#### ACTIVITY:
Copy every entry below, exactly and in full.
________________________
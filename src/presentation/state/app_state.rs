use std::sync::Arc;

use crate::application::ports::JobRepository;
use crate::application::services::TranscriptionService;

#[derive(Clone)]
pub struct AppState {
    pub transcription_service: Arc<TranscriptionService>,
    pub jobs: Arc<dyn JobRepository>,
    pub api_key: String,
}
use std::fmt::Write;

use crate::domain::Segment;

use super::timecode::srt_timecode;

/// Stand-in upper bound for a cue with no real end time.
const OPEN_END_SECONDS: f64 = 359_999.999;

/// Render segments as SubRip: one-based consecutive cue numbers, comma
/// millisecond separator, blank line between cues. Empty input renders
/// the fallback text as a single open-ended cue, or nothing at all.
pub fn render_srt(segments: &[Segment], fallback: Option<&str>) -> String {
    let mut out = String::new();

    if segments.is_empty() {
        if let Some(text) = fallback {
            let _ = write!(
                out,
                "1\n{} --> {}\n{}\n\n",
                srt_timecode(0.0),
                srt_timecode(OPEN_END_SECONDS),
                text
            );
        }
        return out;
    }

    for (i, segment) in segments.iter().enumerate() {
        let _ = write!(
            out,
            "{}\n{} --> {}\n{}\n\n",
            i + 1,
            srt_timecode(segment.start),
            srt_timecode(segment.end),
            segment.text
        );
    }
    out
}
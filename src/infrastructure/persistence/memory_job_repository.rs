use std::collections::HashMap;
use std::sync::Mutex;

use async_trait::async_trait;

use crate::application::ports::{JobRepository, RepositoryError};
use crate::domain::{ArtifactPaths, Job, JobId, JobStatus, Segment};

/// Default store: a map under one mutex. Every reducer validates the
/// transition and writes while holding the lock, which gives the
/// per-job linearizability the worker pool relies on.
pub struct MemoryJobRepository {
    jobs: Mutex<HashMap<JobId, Job>>,
}

impl MemoryJobRepository {
    pub fn new() -> Self {
        Self {
            jobs: Mutex::new(HashMap::new()),
        }
    }

    pub fn len(&self) -> usize {
        self.jobs.lock().expect("job store lock poisoned").len()
    }

    pub fn is_empty(&self) -> bool {
        self.len() == 0
    }

    fn transition<F>(
        &self,
        id: JobId,
        to: JobStatus,
        apply: F,
    ) -> Result<Option<Job>, RepositoryError>
    where
        F: FnOnce(&mut Job),
    {
        let mut jobs = self.jobs.lock().expect("job store lock poisoned");
        let job = jobs.get_mut(&id).ok_or(RepositoryError::NotFound(id))?;

        // Repeating the current status writes nothing; the None signals
        // callers to skip transition side effects.
        if job.status == to {
            return Ok(None);
        }
        if !job.status.allows(to) {
            return Err(RepositoryError::InvalidTransition {
                from: job.status,
                to,
            });
        }

        apply(job);
        Ok(Some(job.clone()))
    }
}

impl Default for MemoryJobRepository {
    fn default() -> Self {
        Self::new()
    }
}

#[async_trait]
impl JobRepository for MemoryJobRepository {
    async fn create(&self, job: &Job) -> Result<(), RepositoryError> {
        let mut jobs = self.jobs.lock().expect("job store lock poisoned");
        if jobs.contains_key(&job.id) {
            return Err(RepositoryError::ConstraintViolation(format!(
                "job already exists: {}",
                job.id
            )));
        }
        jobs.insert(job.id, job.clone());
        Ok(())
    }

    async fn get(&self, id: JobId) -> Result<Option<Job>, RepositoryError> {
        let jobs = self.jobs.lock().expect("job store lock poisoned");
        Ok(jobs.get(&id).cloned())
    }

    async fn mark_running(&self, id: JobId) -> Result<Option<Job>, RepositoryError> {
        self.transition(id, JobStatus::Running, |job| job.mark_running())
    }

    async fn mark_complete(
        &self,
        id: JobId,
        transcript: &str,
        segments: &[Segment],
        artifacts: Option<ArtifactPaths>,
    ) -> Result<Option<Job>, RepositoryError> {
        self.transition(id, JobStatus::Complete, |job| {
            job.mark_complete(transcript.to_string(), segments.to_vec(), artifacts)
        })
    }

    async fn mark_error(&self, id: JobId, message: &str) -> Result<Option<Job>, RepositoryError> {
        self.transition(id, JobStatus::Error, |job| job.mark_error(message))
    }
}
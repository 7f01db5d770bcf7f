mod ffmpeg_normalizer;
mod process;
mod whisper_transcriber;
mod ytdlp_downloader;

pub use ffmpeg_normalizer::FfmpegNormalizer;
pub use whisper_transcriber::WhisperTranscriber;
pub use ytdlp_downloader::YtDlpDownloader;

use std::path::Path;
use std::time::Duration;

use tokio::process::Command;
use tokio_util::sync::CancellationToken;

use process::run_tool;

const VERSION_CHECK_TIMEOUT: Duration = Duration::from_secs(10);

/// Startup verification that every configured binary answers a version
/// or help invocation. Failure here aborts startup.
pub async fn verify_tools(
    ytdlp_bin: &str,
    ffmpeg_bin: &str,
    whisper_bin: &str,
    whisper_model: &Path,
) -> anyhow::Result<()> {
    check_binary(ytdlp_bin, "--version").await?;
    check_binary(ffmpeg_bin, "-version").await?;
    check_binary(whisper_bin, "--help").await?;

    if !whisper_model.is_file() {
        anyhow::bail!("whisper model not found: {}", whisper_model.display());
    }

    tracing::info!(
        ytdlp = ytdlp_bin,
        ffmpeg = ffmpeg_bin,
        whisper = whisper_bin,
        "External tools verified"
    );
    Ok(())
}

async fn check_binary(bin: &str, flag: &str) -> anyhow::Result<()> {
    let mut command = Command::new(bin);
    command.arg(flag);
    run_tool(command, VERSION_CHECK_TIMEOUT, &CancellationToken::new())
        .await
        .map_err(|e| anyhow::anyhow!("{} {} failed: {:?}", bin, flag, e))?;
    Ok(())
}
________________________
#### EXPECTED OUTPUT:
filename src/presentation/state/app_state.rs
use std::sync::Arc;

use crate::application::ports::JobRepository;
use crate::application::services::TranscriptionService;

#[derive(Clone)]
pub struct AppState {
    pub transcription_service: Arc<TranscriptionService>,
    pub jobs: Arc<dyn JobRepository>,
    pub api_key: String,
}
use std::fmt::Write;

use crate::domain::Segment;

use super::timecode::srt_timecode;

/// Stand-in upper bound for a cue with no real end time.
const OPEN_END_SECONDS: f64 = 359_999.999;

/// Render segments as SubRip: one-based consecutive cue numbers, comma
/// millisecond separator, blank line between cues. Empty input renders
/// the fallback text as a single open-ended cue, or nothing at all.
pub fn render_srt(segments: &[Segment], fallback: Option<&str>) -> String {
    let mut out = String::new();

    if segments.is_empty() {
        if let Some(text) = fallback {
            let _ = write!(
                out,
                "1\n{} --> {}\n{}\n\n",
                srt_timecode(0.0),
                srt_timecode(OPEN_END_SECONDS),
                text
            );
        }
        return out;
    }

    for (i, segment) in segments.iter().enumerate() {
        let _ = write!(
            out,
            "{}\n{} --> {}\n{}\n\n",
            i + 1,
            srt_timecode(segment.start),
            srt_timecode(segment.end),
            segment.text
        );
    }
    out
}
filename src/infrastructure/persistence/memory_job_repository.rs
use std::collections::HashMap;
use std::sync::Mutex;

use async_trait::async_trait;

use crate::application::ports::{JobRepository, RepositoryError};
use crate::domain::{ArtifactPaths, Job, JobId, JobStatus, Segment};

/// Default store: a map under one mutex. Every reducer validates the
/// transition and writes while holding the lock, which gives the
/// per-job linearizability the worker pool relies on.
pub struct MemoryJobRepository {
    jobs: Mutex<HashMap<JobId, Job>>,
}

impl MemoryJobRepository {
    pub fn new() -> Self {
        Self {
            jobs: Mutex::new(HashMap::new()),
        }
    }

    pub fn len(&self) -> usize {
        self.jobs.lock().expect("job store lock poisoned").len()
    }

    pub fn is_empty(&self) -> bool {
        self.len() == 0
    }

    fn transition<F>(
        &self,
        id: JobId,
        to: JobStatus,
        apply: F,
    ) -> Result<Option<Job>, RepositoryError>
    where
        F: FnOnce(&mut Job),
    {
        let mut jobs = self.jobs.lock().expect("job store lock poisoned");
        let job = jobs.get_mut(&id).ok_or(RepositoryError::NotFound(id))?;

        // Repeating the current status writes nothing; the None signals
        // callers to skip transition side effects.
        if job.status == to {
            return Ok(None);
        }
        if !job.status.allows(to) {
            return Err(RepositoryError::InvalidTransition {
                from: job.status,
                to,
            });
        }

        apply(job);
        Ok(Some(job.clone()))
    }
}

impl Default for MemoryJobRepository {
    fn default() -> Self {
        Self::new()
    }
}

#[async_trait]
impl JobRepository for MemoryJobRepository {
    async fn create(&self, job: &Job) -> Result<(), RepositoryError> {
        let mut jobs = self.jobs.lock().expect("job store lock poisoned");
        if jobs.contains_key(&job.id) {
            return Err(RepositoryError::ConstraintViolation(format!(
                "job already exists: {}",
                job.id
            )));
        }
        jobs.insert(job.id, job.clone());
        Ok(())
    }

    async fn get(&self, id: JobId) -> Result<Option<Job>, RepositoryError> {
        let jobs = self.jobs.lock().expect("job store lock poisoned");
        Ok(jobs.get(&id).cloned())
    }

    async fn mark_running(&self, id: JobId) -> Result<Option<Job>, RepositoryError> {
        self.transition(id, JobStatus::Running, |job| job.mark_running())
    }

    async fn mark_complete(
        &self,
        id: JobId,
        transcript: &str,
        segments: &[Segment],
        artifacts: Option<ArtifactPaths>,
    ) -> Result<Option<Job>, RepositoryError> {
        self.transition(id, JobStatus::Complete, |job| {
            job.mark_complete(transcript.to_string(), segments.to_vec(), artifacts)
        })
    }

    async fn mark_error(&self, id: JobId, message: &str) -> Result<Option<Job>, RepositoryError> {
        self.transition(id, JobStatus::Error, |job| job.mark_error(message))
    }
}
repository 7f01db5d770bcf7f
mod ffmpeg_normalizer;
mod process;
mod whisper_transcriber;
mod ytdlp_downloader;

pub use ffmpeg_normalizer::FfmpegNormalizer;
pub use whisper_transcriber::WhisperTranscriber;
pub use ytdlp_downloader::YtDlpDownloader;

use std::path::Path;
use std::time::Duration;

use tokio::process::Command;
use tokio_util::sync::CancellationToken;

use process::run_tool;

const VERSION_CHECK_TIMEOUT: Duration = Duration::from_secs(10);

/// Startup verification that every configured binary answers a version
/// or help invocation. Failure here aborts startup.
pub async fn verify_tools(
    ytdlp_bin: &str,
    ffmpeg_bin: &str,
    whisper_bin: &str,
    whisper_model: &Path,
) -> anyhow::Result<()> {
    check_binary(ytdlp_bin, "--version").await?;
    check_binary(ffmpeg_bin, "-version").await?;
    check_binary(whisper_bin, "--help").await?;

    if !whisper_model.is_file() {
        anyhow::bail!("whisper model not found: {}", whisper_model.display());
    }

    tracing::info!(
        ytdlp = ytdlp_bin,
        ffmpeg = ffmpeg_bin,
        whisper = whisper_bin,
        "External tools verified"
    );
    Ok(())
}

async fn check_binary(bin: &str, flag: &str) -> anyhow::Result<()> {
    let mut command = Command::new(bin);
    command.arg(flag);
    run_tool(command, VERSION_CHECK_TIMEOUT, &CancellationToken::new())
        .await
        .map_err(|e| anyhow::anyhow!("{} {} failed: {:?}", bin, flag, e))?;
    Ok(())
}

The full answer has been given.